OCTAVO.-Por otra parte, se alega la vulneración de la clausula 6 y Anexo I, cláusula 6, del PCAP, y ello con fundamento sustancial en que se están incumpliendo dichas cláusulas por cuanto no existe personal para suplencias de vacaciones. Basta -dice la actora- ver los contratos adjuntados, por lo que si no existen los medios personales que fija el pliego no cabe adjudicación, no obstante lo cual se lleva a efecto, siendo una muestra más de la arbitrariedad con que se ha actuado en este caso.
Sin embargo, la previsión que se estima infringida hace expresa mención al compromiso de adscripción de medios personales, compromiso que efectivamente tuvo lugar y que se integra, de conformidad con lo dispuesto en el invocado apartado 6 del Anexo I del Pliego, en el contrato y se le atribuye el carácter de obligación esencial. Y ello sin olvidar que esta infracción relativa al personal para suplencia de vacaciones no se formuló en la demanda, por lo que deviene inadmisible su planteamiento en esta sede.

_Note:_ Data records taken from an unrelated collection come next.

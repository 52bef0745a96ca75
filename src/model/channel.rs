//! Channel identifiers.
//!
//! A channel is one independently synchronized stream: a single market's
//! order-book diffs, or one of the global dashboard feeds.

use std::fmt;
use std::sync::Arc;

use serde::{Deserialize, Serialize};

/// Reserved id of the dashboard tweet feed.
pub const TWEETS_FEED: &str = "tweets";
/// Reserved id of the dashboard trading-activity feed.
pub const TRADES_FEED: &str = "trades";

/// What sort of stream a channel carries. Decides the ring capacity.
#[derive(Debug, Clone, Copy, PartialEq, Eq, Hash)]
pub enum ChannelKind {
    /// Per-market diff stream, keyed by condition id.
    Market,
    /// Global dashboard feed (`tweets` or `trades`).
    Feed,
}

/// Opaque, cheaply clonable channel identifier.
#[derive(Clone, PartialEq, Eq, Hash, PartialOrd, Ord, Serialize, Deserialize)]
#[serde(transparent)]
pub struct ChannelId(Arc<str>);

impl ChannelId {
    pub fn new(id: impl AsRef<str>) -> Self {
        Self(Arc::from(id.as_ref()))
    }

    /// Channel for a single market.
    pub fn market(condition_id: impl AsRef<str>) -> Self {
        Self::new(condition_id)
    }

    pub fn tweets() -> Self {
        Self::new(TWEETS_FEED)
    }

    pub fn trades() -> Self {
        Self::new(TRADES_FEED)
    }

    pub fn as_str(&self) -> &str {
        &self.0
    }

    pub fn kind(&self) -> ChannelKind {
        match self.as_str() {
            TWEETS_FEED | TRADES_FEED => ChannelKind::Feed,
            _ => ChannelKind::Market,
        }
    }

    #[inline]
    pub fn is_market(&self) -> bool {
        self.kind() == ChannelKind::Market
    }
}

impl fmt::Debug for ChannelId {
    fn fmt(&self, f: &mut fmt::Formatter<'_>) -> fmt::Result {
        write!(f, "ChannelId({})", self.as_str())
    }
}

impl fmt::Display for ChannelId {
    fn fmt(&self, f: &mut fmt::Formatter<'_>) -> fmt::Result {
        f.write_str(self.as_str())
    }
}

impl From<&str> for ChannelId {
    fn from(value: &str) -> Self {
        Self::new(value)
    }
}

impl From<String> for ChannelId {
    fn from(value: String) -> Self {
        Self(Arc::from(value))
    }
}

NOVENO.-En cuanto a las costas procesales, se ha de mantener la imposición a la parte apelante de las costas causadas en la primera instancia pues, no obstante las alegaciones formuladas por dicha parte, lo cierto es que no puede estimarse que el litigio presentara serias dudas de hecho o de derecho, justificativas del pronunciamiento que se interesa, y sin que pueda ampararse la no imposición en una falta de resolución expresa por parte de la Administración.
Por lo tanto, no se advierte una excepción al criterio prevalente del vencimiento que consagra el artículo 139 .1 de la Ley Jurisdiccional , pues no existen serias dudas de hecho o de derecho atendibles, en cuanto se precisarían al efecto unas de entidad o enjundia relevante, grave o excepcional, lo que no ocurre en las normales incertidumbres que toda controversia jurídica, por su propia naturaleza, alberga en su seno, como acontece en el caso de autos.

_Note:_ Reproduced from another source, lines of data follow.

//! Transport session state machine values.

use std::sync::atomic::{AtomicU8, Ordering};
use std::sync::Arc;

/// Lifecycle of the push connection.
#[derive(Debug, Clone, Copy, PartialEq, Eq, Default)]
#[repr(u8)]
pub enum SessionState {
    /// No connection and none wanted. Entered only on close.
    #[default]
    Disconnected = 0,
    /// First dial in progress.
    Connecting = 1,
    /// Link up; live messages are trusted.
    Connected = 2,
    /// Link lost or dial failed; retrying with backoff, or parked after
    /// exhausting attempts.
    Reconnecting = 3,
}

impl SessionState {
    #[inline]
    pub const fn as_u8(self) -> u8 {
        self as u8
    }

    #[inline]
    pub const fn from_u8(value: u8) -> Self {
        match value {
            1 => Self::Connecting,
            2 => Self::Connected,
            3 => Self::Reconnecting,
            _ => Self::Disconnected,
        }
    }

    pub const fn as_str(&self) -> &'static str {
        match self {
            Self::Disconnected => "disconnected",
            Self::Connecting => "connecting",
            Self::Connected => "connected",
            Self::Reconnecting => "reconnecting",
        }
    }
}

impl std::fmt::Display for SessionState {
    fn fmt(&self, f: &mut std::fmt::Formatter<'_>) -> std::fmt::Result {
        write!(f, "{}", self.as_str())
    }
}

/// Lock-free shared view of the session state.
///
/// Anyone can read it; only the transport session writes it.
#[derive(Debug, Clone, Default)]
pub struct SharedSessionState(Arc<AtomicU8>);

impl SharedSessionState {
    pub fn new() -> Self {
        Self::default()
    }

    #[inline]
    pub fn get(&self) -> SessionState {
        SessionState::from_u8(self.0.load(Ordering::Acquire))
    }

    #[inline]
    pub fn is_connected(&self) -> bool {
        self.get() == SessionState::Connected
    }

    /// Returns the previous state.
    pub(crate) fn set(&self, state: SessionState) -> SessionState {
        SessionState::from_u8(self.0.swap(state.as_u8(), Ordering::AcqRel))
    }
}

#[cfg(test)]
mod tests {
    use super::*;

    #[test]
    fn test_u8_conversion() {
        for state in [
            SessionState::Disconnected,
            SessionState::Connecting,
            SessionState::Connected,
            SessionState::Reconnecting,
        ] {
            assert_eq!(SessionState::from_u8(state.as_u8()), state);
        }
        assert_eq!(SessionState::from_u8(200), SessionState::Disconnected);
    }

    #[test]
    fn test_shared_state_is_shared() {
        let state = SharedSessionState::new();
        let reader = state.clone();
        assert_eq!(reader.get(), SessionState::Disconnected);

        assert_eq!(state.set(SessionState::Connected), SessionState::Disconnected);
        assert!(reader.is_connected());
        assert_eq!(format!("{}", reader.get()), "connected");
    }
}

Procede, por lo tanto, la íntegra desestimación del recurso interpuesto, sin que tampoco se aprecia la concurrencia en esta segunda instancia de circunstancias que justifiquen la no imposición de las costas a la parte recurrente a la que se desestiman totalmente sus pretensiones - artículo 139.2 LJCA -.

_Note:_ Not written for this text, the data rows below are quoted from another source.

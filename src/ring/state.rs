//! Per-channel reconciliation state.

use serde_json::Value;

use crate::model::channel::ChannelId;
use crate::model::event::UpdateEvent;

use super::buffer::{EventRing, RingStats};

/// State the engine keeps for one tracked channel.
///
/// Only the engine task mutates this. Readers get copies through
/// [`ChannelState::info`] and [`EventRing::to_vec`].
#[derive(Debug, Clone)]
pub struct ChannelState {
    channel: ChannelId,
    ring: EventRing,
    last_applied_timestamp: u64,
    snapshot_loaded: bool,
    /// Bumped on every snapshot request; results tagged with an older value are stale.
    generation: u64,
    details: Option<Value>,
}

/// Read-only summary of a channel.
#[derive(Debug, Clone, PartialEq)]
pub struct ChannelInfo {
    pub channel: ChannelId,
    pub len: usize,
    pub capacity: usize,
    pub last_applied_timestamp: u64,
    pub snapshot_loaded: bool,
    /// Market metadata from the latest snapshot, if the source sent any.
    pub details: Option<Value>,
    pub stats: RingStats,
}

impl ChannelState {
    pub fn new(channel: ChannelId, capacity: usize) -> Self {
        Self {
            channel,
            ring: EventRing::new(capacity),
            last_applied_timestamp: 0,
            snapshot_loaded: false,
            generation: 0,
            details: None,
        }
    }

    pub fn channel(&self) -> &ChannelId {
        &self.channel
    }

    pub fn ring(&self) -> &EventRing {
        &self.ring
    }

    pub fn is_loaded(&self) -> bool {
        self.snapshot_loaded
    }

    pub fn generation(&self) -> u64 {
        self.generation
    }

    pub fn last_applied_timestamp(&self) -> u64 {
        self.last_applied_timestamp
    }

    /// Start a new snapshot round. Live events are refused until it lands.
    pub fn begin_snapshot(&mut self) -> u64 {
        self.generation += 1;
        self.snapshot_loaded = false;
        self.generation
    }

    /// Install a snapshot for `generation`. Returns false if it is stale.
    pub fn seed(
        &mut self,
        generation: u64,
        events: Vec<UpdateEvent>,
        details: Option<Value>,
    ) -> bool {
        if generation != self.generation {
            return false;
        }
        self.ring.replace(events);
        self.last_applied_timestamp = self.ring.iter().map(|e| e.timestamp).max().unwrap_or(0);
        if details.is_some() {
            self.details = details;
        }
        self.snapshot_loaded = true;
        true
    }

    /// Append a live event. Refused while no snapshot is loaded.
    pub fn apply(&mut self, event: UpdateEvent) -> bool {
        if !self.snapshot_loaded {
            return false;
        }
        self.last_applied_timestamp = self.last_applied_timestamp.max(event.timestamp);
        self.ring.push(event);
        true
    }

    pub fn info(&self) -> ChannelInfo {
        ChannelInfo {
            channel: self.channel.clone(),
            len: self.ring.len(),
            capacity: self.ring.capacity(),
            last_applied_timestamp: self.last_applied_timestamp,
            snapshot_loaded: self.snapshot_loaded,
            details: self.details.clone(),
            stats: self.ring.stats().clone(),
        }
    }
}

#[cfg(test)]
mod tests {
    use super::*;
    use crate::model::event::EventPayload;

    fn event(ts: u64) -> UpdateEvent {
        UpdateEvent {
            channel: ChannelId::market("m1"),
            timestamp: ts,
            payload: EventPayload::Unknown {
                tag: None,
                raw: Value::Null,
            },
        }
    }

    #[test]
    fn test_refuses_events_before_snapshot() {
        let mut state = ChannelState::new(ChannelId::market("m1"), 10);
        assert!(!state.apply(event(1)));
        assert!(state.ring().is_empty());
    }

    #[test]
    fn test_stale_generation_is_discarded() {
        let mut state = ChannelState::new(ChannelId::market("m1"), 10);
        let first = state.begin_snapshot();
        let second = state.begin_snapshot();

        assert!(!state.seed(first, vec![event(1)], None));
        assert!(!state.is_loaded());
        assert!(state.seed(second, vec![event(2), event(3)], None));
        assert!(state.is_loaded());
        assert_eq!(state.last_applied_timestamp(), 3);
    }

    #[test]
    fn test_reseed_blocks_live_until_seeded() {
        let mut state = ChannelState::new(ChannelId::market("m1"), 10);
        let generation = state.begin_snapshot();
        state.seed(generation, vec![event(1)], None);
        assert!(state.apply(event(2)));

        let generation = state.begin_snapshot();
        assert!(!state.apply(event(3)));
        // previous contents stay readable during the re-seed
        assert_eq!(state.ring().len(), 2);

        state.seed(generation, vec![event(10)], None);
        assert_eq!(state.ring().len(), 1);
        assert!(state.apply(event(11)));
        assert_eq!(state.info().last_applied_timestamp, 11);
    }
}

Vistos los preceptos legales citados, y los demás de concordante y general aplicación.
Fallo
Que desestimamos el presente recurso de apelación núm. 235/2015 interpuesto por la Procuradora Sra. Vinader Moraleda, en nombre y representación de la Asociación Dual, contra la Sentencia dictada en el procedimiento ordinario nº 63/2012, por el Juzgado de lo Contencioso Administrativo nº 27 de Madrid, de fecha 15 de diciembre de 2014 , que en consecuencia se confirma, con condena a la parte apelante en las costas causadas en esta segunda instancia en los términos expuestos en el último fundamento jurídico de la presente Sentencia.
Así, por esta nuestra sentencia, definitivamente juzgando, lo pronunciamos, mandamos y firmamos.
PUBLICACIÓN.-Leída y publicada fue la anterior sentencia por la Iltma. Sra. Magistrada Ponente de la misma, en el día de la fecha, estando celebrando audiencia pública en la Sección Tercera de la Sala de lo Contencioso-Administrativo del Tribunal Superior de Justicia de Madrid, de lo que doy fe.